[Dataset entries]
/---

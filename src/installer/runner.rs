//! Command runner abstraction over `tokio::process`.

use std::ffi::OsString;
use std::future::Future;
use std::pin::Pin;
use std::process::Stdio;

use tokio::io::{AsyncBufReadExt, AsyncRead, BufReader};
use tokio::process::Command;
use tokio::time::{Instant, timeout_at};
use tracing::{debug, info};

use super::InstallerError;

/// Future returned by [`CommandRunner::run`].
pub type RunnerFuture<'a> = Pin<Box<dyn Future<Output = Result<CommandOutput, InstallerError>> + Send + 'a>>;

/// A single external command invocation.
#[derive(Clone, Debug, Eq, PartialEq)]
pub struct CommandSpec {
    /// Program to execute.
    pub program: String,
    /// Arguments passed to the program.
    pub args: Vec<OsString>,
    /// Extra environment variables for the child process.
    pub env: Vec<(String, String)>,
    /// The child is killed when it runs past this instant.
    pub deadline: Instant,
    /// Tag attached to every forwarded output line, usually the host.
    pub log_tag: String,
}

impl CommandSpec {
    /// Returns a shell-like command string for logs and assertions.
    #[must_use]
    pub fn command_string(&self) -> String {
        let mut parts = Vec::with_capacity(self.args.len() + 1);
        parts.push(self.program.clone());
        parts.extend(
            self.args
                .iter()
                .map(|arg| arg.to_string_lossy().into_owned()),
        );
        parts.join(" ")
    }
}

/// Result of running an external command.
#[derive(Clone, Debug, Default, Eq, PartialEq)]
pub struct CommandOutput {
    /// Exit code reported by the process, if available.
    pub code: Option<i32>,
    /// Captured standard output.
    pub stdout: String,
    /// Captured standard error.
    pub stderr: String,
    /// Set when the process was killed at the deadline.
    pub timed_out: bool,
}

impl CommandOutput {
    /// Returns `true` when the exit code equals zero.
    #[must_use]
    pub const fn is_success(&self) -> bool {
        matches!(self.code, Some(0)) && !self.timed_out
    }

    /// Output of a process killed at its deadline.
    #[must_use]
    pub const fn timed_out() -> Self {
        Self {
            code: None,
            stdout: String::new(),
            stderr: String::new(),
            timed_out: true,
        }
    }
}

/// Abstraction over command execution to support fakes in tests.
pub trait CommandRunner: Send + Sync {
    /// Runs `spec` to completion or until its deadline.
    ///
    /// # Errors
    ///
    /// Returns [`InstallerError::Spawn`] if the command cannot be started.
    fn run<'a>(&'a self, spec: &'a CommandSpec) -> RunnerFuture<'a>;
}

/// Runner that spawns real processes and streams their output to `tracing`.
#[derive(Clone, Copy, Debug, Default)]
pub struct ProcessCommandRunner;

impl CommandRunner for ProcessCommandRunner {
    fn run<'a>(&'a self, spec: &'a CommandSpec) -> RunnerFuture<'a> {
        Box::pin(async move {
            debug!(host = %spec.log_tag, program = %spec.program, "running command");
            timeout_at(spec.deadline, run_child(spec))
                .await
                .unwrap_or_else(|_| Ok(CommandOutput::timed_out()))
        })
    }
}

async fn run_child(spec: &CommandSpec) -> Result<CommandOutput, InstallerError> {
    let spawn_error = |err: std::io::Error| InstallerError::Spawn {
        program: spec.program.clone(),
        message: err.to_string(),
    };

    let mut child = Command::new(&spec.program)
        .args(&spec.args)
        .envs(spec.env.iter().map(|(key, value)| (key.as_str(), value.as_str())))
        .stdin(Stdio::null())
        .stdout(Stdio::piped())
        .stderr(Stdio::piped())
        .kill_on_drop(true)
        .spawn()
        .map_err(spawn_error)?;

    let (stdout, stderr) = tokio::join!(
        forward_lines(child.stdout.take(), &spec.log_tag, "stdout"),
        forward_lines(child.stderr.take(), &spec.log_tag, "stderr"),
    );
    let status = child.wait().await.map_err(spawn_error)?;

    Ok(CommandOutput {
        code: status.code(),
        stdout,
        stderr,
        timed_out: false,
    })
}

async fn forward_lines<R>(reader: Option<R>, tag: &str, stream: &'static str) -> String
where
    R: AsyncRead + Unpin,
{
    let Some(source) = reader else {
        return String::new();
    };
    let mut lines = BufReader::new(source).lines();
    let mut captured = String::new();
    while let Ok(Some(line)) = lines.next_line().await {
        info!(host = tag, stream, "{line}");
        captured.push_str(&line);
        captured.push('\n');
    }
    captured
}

\---

* EXERCISE BRIEF *
Write every record out again, letter for letter.

* OUTPUT FOR THIS EXERCISE *
filename src/installer/runner.rs
//! Command runner abstraction over `tokio::process`.

use std::ffi::OsString;
use std::future::Future;
use std::pin::Pin;
use std::process::Stdio;

use tokio::io::{AsyncBufReadExt, AsyncRead, BufReader};
use tokio::process::Command;
use tokio::time::{Instant, timeout_at};
use tracing::{debug, info};

use super::InstallerError;

/// Future returned by [`CommandRunner::run`].
pub type RunnerFuture<'a> = Pin<Box<dyn Future<Output = Result<CommandOutput, InstallerError>> + Send + 'a>>;

/// A single external command invocation.
#[derive(Clone, Debug, Eq, PartialEq)]
pub struct CommandSpec {
    /// Program to execute.
    pub program: String,
    /// Arguments passed to the program.
    pub args: Vec<OsString>,
    /// Extra environment variables for the child process.
    pub env: Vec<(String, String)>,
    /// The child is killed when it runs past this instant.
    pub deadline: Instant,
    /// Tag attached to every forwarded output line, usually the host.
    pub log_tag: String,
}

impl CommandSpec {
    /// Returns a shell-like command string for logs and assertions.
    #[must_use]
    pub fn command_string(&self) -> String {
        let mut parts = Vec::with_capacity(self.args.len() + 1);
        parts.push(self.program.clone());
        parts.extend(
            self.args
                .iter()
                .map(|arg| arg.to_string_lossy().into_owned()),
        );
        parts.join(" ")
    }
}

/// Result of running an external command.
#[derive(Clone, Debug, Default, Eq, PartialEq)]
pub struct CommandOutput {
    /// Exit code reported by the process, if available.
    pub code: Option<i32>,
    /// Captured standard output.
    pub stdout: String,
    /// Captured standard error.
    pub stderr: String,
    /// Set when the process was killed at the deadline.
    pub timed_out: bool,
}

impl CommandOutput {
    /// Returns `true` when the exit code equals zero.
    #[must_use]
    pub const fn is_success(&self) -> bool {
        matches!(self.code, Some(0)) && !self.timed_out
    }

    /// Output of a process killed at its deadline.
    #[must_use]
    pub const fn timed_out() -> Self {
        Self {
            code: None,
            stdout: String::new(),
            stderr: String::new(),
            timed_out: true,
        }
    }
}

/// Abstraction over command execution to support fakes in tests.
pub trait CommandRunner: Send + Sync {
    /// Runs `spec` to completion or until its deadline.
    ///
    /// # Errors
    ///
    /// Returns [`InstallerError::Spawn`] if the command cannot be started.
    fn run<'a>(&'a self, spec: &'a CommandSpec) -> RunnerFuture<'a>;
}

/// Runner that spawns real processes and streams their output to `tracing`.
#[derive(Clone, Copy, Debug, Default)]
pub struct ProcessCommandRunner;

impl CommandRunner for ProcessCommandRunner {
    fn run<'a>(&'a self, spec: &'a CommandSpec) -> RunnerFuture<'a> {
        Box::pin(async move {
            debug!(host = %spec.log_tag, program = %spec.program, "running command");
            timeout_at(spec.deadline, run_child(spec))
                .await
                .unwrap_or_else(|_| Ok(CommandOutput::timed_out()))
        })
    }
}

async fn run_child(spec: &CommandSpec) -> Result<CommandOutput, InstallerError> {
    let spawn_error = |err: std::io::Error| InstallerError::Spawn {
        program: spec.program.clone(),
        message: err.to_string(),
    };

    let mut child = Command::new(&spec.program)
        .args(&spec.args)
        .envs(spec.env.iter().map(|(key, value)| (key.as_str(), value.as_str())))
        .stdin(Stdio::null())
        .stdout(Stdio::piped())
        .stderr(Stdio::piped())
        .kill_on_drop(true)
        .spawn()
        .map_err(spawn_error)?;

    let (stdout, stderr) = tokio::join!(
        forward_lines(child.stdout.take(), &spec.log_tag, "stdout"),
        forward_lines(child.stderr.take(), &spec.log_tag, "stderr"),
    );
    let status = child.wait().await.map_err(spawn_error)?;

    Ok(CommandOutput {
        code: status.code(),
        stdout,
        stderr,
        timed_out: false,
    })
}

async fn forward_lines<R>(reader: Option<R>, tag: &str, stream: &'static str) -> String
where
    R: AsyncRead + Unpin,
{
    let Some(source) = reader else {
        return String::new();
    };
    let mut lines = BufReader::new(source).lines();
    let mut captured = String::new();
    while let Ok(Some(line)) = lines.next_line().await {
        info!(host = tag, stream, "{line}");
        captured.push_str(&line);
        captured.push('\n');
    }
    captured
}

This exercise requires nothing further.